» **Required work**: Copy the lines below verbatim. Begin with the first and end with the line containing "for configured schedules.".
• • • • •
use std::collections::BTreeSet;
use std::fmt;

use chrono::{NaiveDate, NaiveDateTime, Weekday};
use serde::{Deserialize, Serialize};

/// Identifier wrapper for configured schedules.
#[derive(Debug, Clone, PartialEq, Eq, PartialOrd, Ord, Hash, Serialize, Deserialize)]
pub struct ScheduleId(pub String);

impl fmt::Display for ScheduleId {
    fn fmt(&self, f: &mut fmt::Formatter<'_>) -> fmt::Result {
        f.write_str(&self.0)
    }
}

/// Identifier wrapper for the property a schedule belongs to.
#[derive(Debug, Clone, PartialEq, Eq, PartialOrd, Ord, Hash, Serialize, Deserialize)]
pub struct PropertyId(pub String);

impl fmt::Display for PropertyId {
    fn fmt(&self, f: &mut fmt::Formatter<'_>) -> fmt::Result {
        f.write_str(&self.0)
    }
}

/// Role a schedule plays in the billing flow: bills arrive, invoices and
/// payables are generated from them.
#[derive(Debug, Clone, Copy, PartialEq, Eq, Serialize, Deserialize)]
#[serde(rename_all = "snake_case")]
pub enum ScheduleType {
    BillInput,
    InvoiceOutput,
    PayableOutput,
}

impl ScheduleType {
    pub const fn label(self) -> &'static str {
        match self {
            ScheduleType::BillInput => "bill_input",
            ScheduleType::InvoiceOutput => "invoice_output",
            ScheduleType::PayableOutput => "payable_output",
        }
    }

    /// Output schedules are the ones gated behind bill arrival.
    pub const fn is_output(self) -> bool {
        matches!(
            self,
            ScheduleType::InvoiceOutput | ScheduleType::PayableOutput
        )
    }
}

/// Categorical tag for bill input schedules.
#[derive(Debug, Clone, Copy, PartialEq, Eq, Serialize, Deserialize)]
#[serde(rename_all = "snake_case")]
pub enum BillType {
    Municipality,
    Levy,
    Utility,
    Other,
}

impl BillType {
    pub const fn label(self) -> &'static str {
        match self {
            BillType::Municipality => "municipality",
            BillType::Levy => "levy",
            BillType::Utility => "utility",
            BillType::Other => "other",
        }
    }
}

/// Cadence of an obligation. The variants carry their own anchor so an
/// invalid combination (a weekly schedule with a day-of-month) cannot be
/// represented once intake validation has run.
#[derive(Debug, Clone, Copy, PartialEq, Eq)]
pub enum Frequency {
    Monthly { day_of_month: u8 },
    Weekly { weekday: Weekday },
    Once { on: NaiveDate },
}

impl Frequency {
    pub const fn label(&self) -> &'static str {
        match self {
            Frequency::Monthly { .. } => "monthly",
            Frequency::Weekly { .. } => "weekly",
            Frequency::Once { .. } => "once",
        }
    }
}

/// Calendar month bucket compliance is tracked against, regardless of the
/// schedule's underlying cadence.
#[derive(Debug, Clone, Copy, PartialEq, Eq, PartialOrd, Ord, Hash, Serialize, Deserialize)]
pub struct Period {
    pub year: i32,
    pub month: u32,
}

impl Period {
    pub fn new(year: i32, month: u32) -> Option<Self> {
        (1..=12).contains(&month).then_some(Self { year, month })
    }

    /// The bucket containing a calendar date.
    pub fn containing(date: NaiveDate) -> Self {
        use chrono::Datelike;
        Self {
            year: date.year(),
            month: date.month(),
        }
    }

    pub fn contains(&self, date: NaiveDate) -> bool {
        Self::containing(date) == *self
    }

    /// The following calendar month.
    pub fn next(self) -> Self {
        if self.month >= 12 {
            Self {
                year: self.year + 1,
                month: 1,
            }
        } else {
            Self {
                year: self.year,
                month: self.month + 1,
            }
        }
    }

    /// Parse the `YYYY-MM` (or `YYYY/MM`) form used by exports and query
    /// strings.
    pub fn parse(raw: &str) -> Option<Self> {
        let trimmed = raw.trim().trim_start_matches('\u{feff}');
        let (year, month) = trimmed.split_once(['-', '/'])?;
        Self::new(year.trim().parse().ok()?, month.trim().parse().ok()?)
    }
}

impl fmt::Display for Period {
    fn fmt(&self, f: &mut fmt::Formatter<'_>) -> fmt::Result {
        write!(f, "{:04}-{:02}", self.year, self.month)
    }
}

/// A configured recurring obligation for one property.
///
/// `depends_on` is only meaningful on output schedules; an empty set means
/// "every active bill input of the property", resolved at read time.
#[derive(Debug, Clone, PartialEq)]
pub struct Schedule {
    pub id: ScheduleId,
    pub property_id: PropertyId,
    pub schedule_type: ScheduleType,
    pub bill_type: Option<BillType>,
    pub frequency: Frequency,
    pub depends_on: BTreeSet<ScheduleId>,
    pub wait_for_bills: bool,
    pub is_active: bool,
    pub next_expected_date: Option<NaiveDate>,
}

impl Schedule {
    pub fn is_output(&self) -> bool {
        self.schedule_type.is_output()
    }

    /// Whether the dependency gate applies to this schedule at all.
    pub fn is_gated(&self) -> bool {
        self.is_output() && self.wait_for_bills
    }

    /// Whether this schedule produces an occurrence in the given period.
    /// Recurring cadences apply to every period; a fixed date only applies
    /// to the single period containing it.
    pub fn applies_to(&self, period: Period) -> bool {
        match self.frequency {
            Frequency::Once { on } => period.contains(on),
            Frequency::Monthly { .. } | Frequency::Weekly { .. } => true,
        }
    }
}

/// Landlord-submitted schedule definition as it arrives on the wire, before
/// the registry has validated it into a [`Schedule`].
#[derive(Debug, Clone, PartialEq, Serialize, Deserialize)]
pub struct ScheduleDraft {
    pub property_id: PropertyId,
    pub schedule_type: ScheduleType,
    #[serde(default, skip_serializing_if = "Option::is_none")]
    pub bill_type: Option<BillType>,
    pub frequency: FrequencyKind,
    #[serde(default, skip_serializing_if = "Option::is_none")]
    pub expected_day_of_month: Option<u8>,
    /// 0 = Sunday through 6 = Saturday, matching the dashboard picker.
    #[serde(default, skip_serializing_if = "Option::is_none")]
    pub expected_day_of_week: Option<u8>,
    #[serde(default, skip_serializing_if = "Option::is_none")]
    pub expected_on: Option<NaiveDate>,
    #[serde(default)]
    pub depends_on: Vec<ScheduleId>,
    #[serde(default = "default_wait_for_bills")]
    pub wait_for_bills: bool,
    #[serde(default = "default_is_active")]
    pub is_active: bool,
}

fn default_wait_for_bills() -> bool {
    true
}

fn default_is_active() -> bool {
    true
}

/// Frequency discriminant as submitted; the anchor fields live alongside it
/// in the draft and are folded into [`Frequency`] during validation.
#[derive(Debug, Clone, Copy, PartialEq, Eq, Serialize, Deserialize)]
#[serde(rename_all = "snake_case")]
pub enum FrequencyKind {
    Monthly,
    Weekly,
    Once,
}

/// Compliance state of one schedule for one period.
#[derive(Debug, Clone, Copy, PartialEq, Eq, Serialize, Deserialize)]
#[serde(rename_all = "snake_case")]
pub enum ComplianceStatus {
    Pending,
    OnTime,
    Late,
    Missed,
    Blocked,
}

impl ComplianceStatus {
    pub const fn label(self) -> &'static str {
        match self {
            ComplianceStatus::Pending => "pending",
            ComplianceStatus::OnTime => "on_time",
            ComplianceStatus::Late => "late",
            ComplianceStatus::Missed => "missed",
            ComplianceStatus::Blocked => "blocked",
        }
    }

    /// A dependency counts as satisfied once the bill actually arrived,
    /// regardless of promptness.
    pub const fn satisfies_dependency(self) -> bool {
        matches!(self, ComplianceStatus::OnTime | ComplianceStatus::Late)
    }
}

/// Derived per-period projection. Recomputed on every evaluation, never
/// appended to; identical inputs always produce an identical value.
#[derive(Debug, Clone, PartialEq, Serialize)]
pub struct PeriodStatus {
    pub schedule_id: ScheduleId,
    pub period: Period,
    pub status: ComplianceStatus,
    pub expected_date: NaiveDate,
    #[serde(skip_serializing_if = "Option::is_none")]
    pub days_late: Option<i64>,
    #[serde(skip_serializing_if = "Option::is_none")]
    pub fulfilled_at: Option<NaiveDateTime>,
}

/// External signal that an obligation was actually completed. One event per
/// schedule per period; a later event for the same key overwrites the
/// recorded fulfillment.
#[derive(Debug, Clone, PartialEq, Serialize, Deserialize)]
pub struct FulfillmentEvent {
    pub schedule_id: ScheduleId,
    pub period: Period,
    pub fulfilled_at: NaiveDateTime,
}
• • • • •
» **Answer for this exercise**:
use std::collections::BTreeSet;
use std::fmt;

use chrono::{NaiveDate, NaiveDateTime, Weekday};
use serde::{Deserialize, Serialize};

/// Identifier wrapper for configured schedules.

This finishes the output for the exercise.